Phasiree Thanasin memperlihatkan karya membatiknya di Wukirsari, Imogiri, Bantul, DIY. (foto : istimewa)
Phasiree Thanasin memperlihatkan karya membatiknya di Wukirsari, Imogiri, Bantul, DIY. (foto : istimewa)

YOGYAKARTA, JOGPAPER.NET — Sebanyak 30 mahasiswa asing dari berbagai negara dunia dan 56 mahasiswa Indonesia mengikuti Global Summer Week (GSW) 2024 di Fakultas Ekonomika dan Bisnis Universitas Gadjah Mada (FEB UGM). Mereka belajar dan praktek kewirausahaan di 10 tempat field trip di Badan Usaha Milik Desa (BUMDes) yang berada di Kabupaten Sleman, Kabupaten, Bantul, Kabupaten Kulonprogo, dan Kabupaten Gunungkidul, Kamis (18/7/2024).

GSW 2024 merupakan agenda rutin tahunan yang diselenggarakan FEB UGM sejak tahun 2014 silam. GSW diselenggarakan dalam berbagai bentuk seperti executive talk, kuliah, kunjungan lapangan, proyek kewirausahaan sosial, dan kegiatan budaya.

Tahun 2024, GSW mengusung tema Sustainable Futures: Igniting Change through Social Entrepreneurship and Innovation. Kegiatan yang berlangsung selama 11 hari, pada Kamis – Ahad (15-25/7/2024) ini diikuti 30 mahasiswa asing dari berbagai negara di dunia dan 56 mahasiswa dari sejumlah universitas di Indonesia. Kegiatan field trip ini diharapkan para mahasiswa mendapatkan kesempatan untuk mengenal dan belajar langsung terkait kewirausahaan sosial yang dijalankan masyarakat Indonesia, khususnya di wilayah DIY.
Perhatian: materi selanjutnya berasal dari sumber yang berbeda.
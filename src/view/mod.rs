pub mod frame;
mod header;
mod lists;
mod shared;
pub mod tree;

use std::io::{self, Write};
use crossterm::{execute, cursor, queue, style::{Color, SetForegroundColor, ResetColor}, terminal};

use crate::app::ListEntry;
use crate::model::{AppView, Scope};
use crate::selection::Selection;
use crate::sync::Snapshot;

pub use frame::{Line, Span, Tone};
pub use shared::{fit, truncate_str, visible_window};
pub use tree::{NodeKey, TreeLine, TreeView};

pub struct Presenter;

/// Minimum terminal dimensions for usable rendering.
pub const MIN_COLS: u16 = 80;
pub const MIN_ROWS: u16 = 10;

impl Presenter {
    /// Check if the terminal is large enough. If not, render a "too small"
    /// message and return `true` (meaning "skip normal rendering").
    pub fn render_size_guard() -> io::Result<bool> {
        let (cols, rows) = terminal::size()?;
        if !Self::fits(cols, rows) {
            let mut out = std::io::stdout();
            execute!(out, terminal::Clear(terminal::ClearType::All), cursor::MoveTo(0, 0))?;
            let msg = Self::too_small_message(cols, rows);
            let y = rows / 2;
            let x = cols.saturating_sub(msg.len() as u16) / 2;
            queue!(out, cursor::MoveTo(x, y), SetForegroundColor(Color::Yellow))?;
            write!(out, "{}", msg)?;
            queue!(out, ResetColor)?;
            out.flush()?;
            return Ok(true);
        }
        Ok(false)
    }

    pub fn fits(cols: u16, rows: u16) -> bool {
        cols >= MIN_COLS && rows >= MIN_ROWS
    }

    pub fn too_small_message(cols: u16, rows: u16) -> String {
        format!(
            "Terminal too small ({}x{}). Resize to at least {}x{}.",
            cols, rows, MIN_COLS, MIN_ROWS
        )
    }

    pub fn header(view: &AppView, scope: &Scope, snapshot: &Snapshot, cols: usize) -> Vec<Line> {
        header::header_lines(view, scope, snapshot, cols)
    }

    pub fn list(entries: &[ListEntry], selected: usize, height: usize, empty_hint: &str) -> Vec<Line> {
        lists::list_lines(entries, selected, height, empty_hint)
    }

    /// Tree rows scrolled to keep the cursor visible, cursor row highlighted.
    pub fn tree(lines: &[TreeLine], selected: usize, height: usize) -> Vec<Line> {
        let (start, end) = visible_window(selected, lines.len(), height);
        lines[start..end]
            .iter()
            .enumerate()
            .map(|(i, l)| {
                let mut line = Line::new(vec![Span::plain("  ")]);
                line.spans.extend(l.line.spans.iter().cloned());
                line.highlight(start + i == selected)
            })
            .collect()
    }

    /// Draw a full frame to stdout. Returns the plain text of each drawn row.
    pub fn draw(lines: &[Line], selection: &Selection) -> io::Result<Vec<String>> {
        let mut out = io::stdout();
        frame::draw(&mut out, lines, selection)
    }
}
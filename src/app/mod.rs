mod state;
mod event_loop;
mod render;
mod input;

use std::io;
use std::sync::Arc;
use std::sync::atomic::{AtomicBool, Ordering};
use std::time::Duration;

use crossterm::{
    event::{DisableMouseCapture, EnableMouseCapture, Event},
    execute,
    terminal::{disable_raw_mode, enable_raw_mode, EnterAlternateScreen, LeaveAlternateScreen, Clear, ClearType},
};
use tracing::info;

use crate::argocd::ApplicationSource;
use crate::clipboard::{Clipboard, TerminalClipboard};
use crate::model::{AppView, SortConfig};
use crate::selection::Selection;
use crate::sync::SyncOptions;
use crate::sync_controller::SyncMonitor;
use crate::view::{Presenter, TreeLine, TreeView};

pub use input::{handle_key, handle_mouse, InputResult};
pub use state::{ListEntry, Navigation};

/// Restore the terminal to normal mode. Safe to call multiple times.
pub fn restore_terminal() {
    let _ = execute!(io::stdout(), DisableMouseCapture, LeaveAlternateScreen);
    let _ = disable_raw_mode();
}

/// Main application state.
pub struct App {
    pub sync: SyncMonitor,
    pub nav: Navigation,
    pub prev_view: AppView,
    pub entries: Vec<ListEntry>,
    pub tree_view: TreeView,
    pub tree_lines: Vec<TreeLine>,
    pub selection: Selection,
    /// Plain text of the last drawn frame, what a mouse selection reads from.
    pub screen: Vec<String>,
    pub clipboard: Box<dyn Clipboard>,
    /// Query being typed after `/`.
    pub search: Option<String>,
    pub status_message: Option<String>,
    pub poll_interval: Duration,
}

impl App {
    pub fn new(sync: SyncMonitor, sort: SortConfig) -> Self {
        let mut nav = Navigation::new();
        nav.app_sort = sort;
        Self {
            sync,
            prev_view: nav.view.clone(),
            nav,
            entries: Vec::new(),
            tree_view: TreeView::new(sort),
            tree_lines: Vec::new(),
            selection: Selection::new(),
            screen: Vec::new(),
            clipboard: Box::new(TerminalClipboard::stdout()),
            search: None,
            status_message: None,
            poll_interval: Duration::from_millis(100),
        }
    }

    /// Recompute the rows of the current view from the latest snapshot.
    pub fn refresh(&mut self) {
        let snapshot = Arc::clone(&self.sync.snapshot);
        self.entries = self.nav.entries(&snapshot);
        self.nav.clamp(self.entries.len());
        self.tree_lines = match &self.nav.view {
            AppView::Tree(name) => match snapshot.tree(name) {
                Some(tree) => self.tree_view.render(&[tree]),
                None => Vec::new(),
            },
            _ => Vec::new(),
        };
        self.tree_view.clamp(&self.tree_lines);
    }
}

/// Run the dashboard against `source` until the user quits or `should_quit`
/// is raised. Sets up the terminal and restores it on exit.
pub fn run(
    source: Arc<dyn ApplicationSource>,
    options: SyncOptions,
    sort: SortConfig,
    should_quit: Arc<AtomicBool>,
) -> io::Result<()> {
    let rt = Arc::new(
        tokio::runtime::Builder::new_multi_thread()
            .enable_all()
            .worker_threads(2)
            .thread_name("argonaut-sync")
            .build()?,
    );

    enable_raw_mode()?;
    let mut stdout = io::stdout();
    execute!(stdout, EnterAlternateScreen, EnableMouseCapture, Clear(ClearType::All))?;

    let mut monitor = SyncMonitor::new(Arc::clone(&rt), source, options);
    monitor.start();
    let mut app = App::new(monitor, sort);
    let result = event_loop(&mut app, &should_quit);

    app.sync.shutdown();
    restore_terminal();
    info!("exiting");
    result
}

fn event_loop(app: &mut App, should_quit: &AtomicBool) -> io::Result<()> {
    let mut needs_render = true;

    loop {
        if should_quit.load(Ordering::Relaxed) {
            return Ok(());
        }

        if app.poll_sync() {
            needs_render = true;
        }
        if app.track_view_change() {
            needs_render = true;
        }

        if needs_render {
            if Presenter::render_size_guard()? {
                needs_render = false;
                if crossterm::event::poll(app.poll_interval)? {
                    if let Event::Resize(_, _) = crossterm::event::read()? {
                        needs_render = true;
                    }
                }
                continue;
            }
            render::render(app)?;
            needs_render = false;
        }

        if crossterm::event::poll(app.poll_interval)? {
            let result = match crossterm::event::read()? {
                Event::Key(key_event) => input::handle_key(app, key_event),
                Event::Mouse(mouse_event) => input::handle_mouse(app, mouse_event),
                Event::Resize(_, _) => Some(InputResult::Consumed),
                _ => None,
            };
            match result {
                Some(InputResult::Quit) => return Ok(()),
                Some(InputResult::Consumed) => needs_render = true,
                None => {}
            }
        }
    }
}
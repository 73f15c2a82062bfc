use std::collections::BTreeSet;
use std::sync::Arc;

use tracing::{debug, error, info};

use crate::argocd::{AppAction, ApplicationSource, WatchFilter};
use crate::error::ApiError;
use crate::sync::{Snapshot, StreamSync, SyncOptions};

/// Receiver for the background bootstrap result.
type BootstrapReceiver = std::sync::mpsc::Receiver<Result<StreamSync, ApiError>>;

/// Receiver for the result of a sync or refresh request.
type ActionReceiver = std::sync::mpsc::Receiver<Result<String, String>>;

/// Owns the sync engine on behalf of the UI thread: starts it in the
/// background, hands out the latest snapshot and forwards scope and tree
/// requests.
pub struct SyncMonitor {
    rt: Arc<tokio::runtime::Runtime>,
    source: Arc<dyn ApplicationSource>,
    options: SyncOptions,
    sync: Option<StreamSync>,
    bootstrap_receiver: Option<BootstrapReceiver>,
    pub snapshot: Arc<Snapshot>,
    pub status_message: Option<String>,
    pub bootstrap_failed: bool,
    projects: BTreeSet<String>,
    watched_tree: Option<String>,
    action_receiver: Option<ActionReceiver>,
    pub action_in_progress: bool,
}

impl SyncMonitor {
    pub fn new(rt: Arc<tokio::runtime::Runtime>, source: Arc<dyn ApplicationSource>, options: SyncOptions) -> Self {
        let projects = options.filter.projects.iter().cloned().collect();
        Self {
            rt,
            source,
            options,
            sync: None,
            bootstrap_receiver: None,
            snapshot: Arc::new(Snapshot::empty()),
            status_message: None,
            bootstrap_failed: false,
            projects,
            watched_tree: None,
            action_receiver: None,
            action_in_progress: false,
        }
    }

    /// Start the initial list in the background. No-op while one is running
    /// or the engine is already up.
    pub fn start(&mut self) {
        if self.sync.is_some() || self.bootstrap_receiver.is_some() {
            return;
        }
        let (tx, rx) = std::sync::mpsc::channel();
        self.bootstrap_receiver = Some(rx);
        self.bootstrap_failed = false;
        self.status_message = Some("Loading applications...".to_string());

        let source = Arc::clone(&self.source);
        let mut options = self.options.clone();
        options.filter = WatchFilter::for_projects(self.projects.iter().cloned());
        self.rt.spawn(async move {
            let result = StreamSync::start(source, options).await;
            let _ = tx.send(result);
        });
    }

    /// Retry after a failed bootstrap.
    pub fn retry(&mut self) -> bool {
        if !self.bootstrap_failed {
            return false;
        }
        info!("retrying bootstrap");
        self.start();
        true
    }

    pub fn is_ready(&self) -> bool {
        self.sync.is_some()
    }

    /// Pick up a finished bootstrap and the newest snapshot. Returns true if
    /// anything visible changed.
    pub fn poll(&mut self) -> bool {
        let mut changed = self.poll_bootstrap();
        if let Some(ref mut sync) = self.sync {
            if sync.has_changed() {
                self.snapshot = sync.latest();
                changed = true;
            }
        }
        changed
    }

    fn poll_bootstrap(&mut self) -> bool {
        let Some(ref rx) = self.bootstrap_receiver else { return false };
        match rx.try_recv() {
            Ok(Ok(mut sync)) => {
                self.snapshot = sync.latest();
                if let Some(ref app) = self.watched_tree {
                    sync.watch_tree(app);
                }
                self.sync = Some(sync);
                self.status_message = None;
                self.bootstrap_receiver = None;
                true
            }
            Ok(Err(e)) => {
                error!(error = %e, "bootstrap failed");
                self.status_message = Some(bootstrap_message(&e));
                self.bootstrap_failed = true;
                self.bootstrap_receiver = None;
                true
            }
            Err(std::sync::mpsc::TryRecvError::Empty) => false,
            Err(std::sync::mpsc::TryRecvError::Disconnected) => {
                self.status_message = Some("Bootstrap stopped unexpectedly (r to retry)".to_string());
                self.bootstrap_failed = true;
                self.bootstrap_receiver = None;
                true
            }
        }
    }

    /// Narrow the watch to `projects` (all when empty).
    pub fn set_projects(&mut self, projects: &BTreeSet<String>) {
        if *projects == self.projects {
            return;
        }
        self.projects = projects.clone();
        if let Some(ref sync) = self.sync {
            sync.set_scope(WatchFilter::for_projects(projects.iter().cloned()));
        }
    }

    /// Follow the resource tree of `app`, releasing the previous one.
    pub fn open_tree(&mut self, app: &str) {
        if self.watched_tree.as_deref() == Some(app) {
            return;
        }
        self.close_tree();
        debug!(app, "opening resource tree");
        if let Some(ref sync) = self.sync {
            sync.watch_tree(app);
        }
        self.watched_tree = Some(app.to_string());
    }

    pub fn close_tree(&mut self) {
        if let Some(app) = self.watched_tree.take() {
            debug!(app = %app, "closing resource tree");
            if let Some(ref sync) = self.sync {
                sync.unwatch_tree(&app);
            }
        }
    }

    /// Send `action` for `app` in the background. Returns the status line to
    /// show; the outcome arrives through [`SyncMonitor::poll_action`].
    pub fn run_action(&mut self, action: AppAction, app: &str) -> String {
        if self.action_in_progress {
            return "An action is already in progress...".to_string();
        }
        let app_namespace = self.snapshot.app(app).and_then(|a| a.app_namespace.clone());
        let (tx, rx) = std::sync::mpsc::channel();
        self.action_receiver = Some(rx);
        self.action_in_progress = true;
        info!(app, action = action.verb(), "requesting action");

        let source = Arc::clone(&self.source);
        let app = app.to_string();
        let pending = action.pending_message(&app);
        self.rt.spawn(async move {
            let result = match source.run_action(action, &app, app_namespace.as_deref()).await {
                Ok(()) => Ok(action.done_message(&app)),
                Err(e) => {
                    error!(app = %app, action = action.verb(), error = %e, "action failed");
                    Err(e.to_string())
                }
            };
            let _ = tx.send(result);
        });
        pending
    }

    /// Outcome of a finished action, if one just finished.
    pub fn poll_action(&mut self) -> Option<String> {
        let rx = self.action_receiver.as_ref()?;
        let message = match rx.try_recv() {
            Ok(Ok(msg)) => msg,
            Ok(Err(msg)) => format!("Error: {}", msg),
            Err(std::sync::mpsc::TryRecvError::Empty) => return None,
            Err(std::sync::mpsc::TryRecvError::Disconnected) => "Action failed unexpectedly".to_string(),
        };
        self.action_in_progress = false;
        self.action_receiver = None;
        Some(message)
    }

    /// Stop the engine and wait for it to finish.
    pub fn shutdown(&mut self) {
        if let Some(sync) = self.sync.take() {
            self.rt.block_on(sync.shutdown());
        }
    }
}

fn bootstrap_message(e: &ApiError) -> String {
    if e.is_unauthorized() {
        format!("Not authorized, check the auth token: {} (r to retry)", e)
    } else {
        format!("Error: {} (r to retry)", e)
    }
}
Phasiree Thanasin, mahasiswa dari asal Chiang Mai University tampak memanfaatkan betul kesempatan ini untuk mengeksplorasi lebih jauh tentang kewirausahaan sosial yang dijalankan di Indonesia, khususnya di Desa Wukirsari, Kabupaten Sleman, DIY. “Wukirsari adalah desa kerajinan dan di sini saya banyak merefleksikan budaya Chiang Mai dan Thailand karena Chiang Mai adalah jantung kerajinan di Thailand. Kami memiliki banyak desa kerajinan yang mirip dengan wisata kerajinan,” kata Thanasin.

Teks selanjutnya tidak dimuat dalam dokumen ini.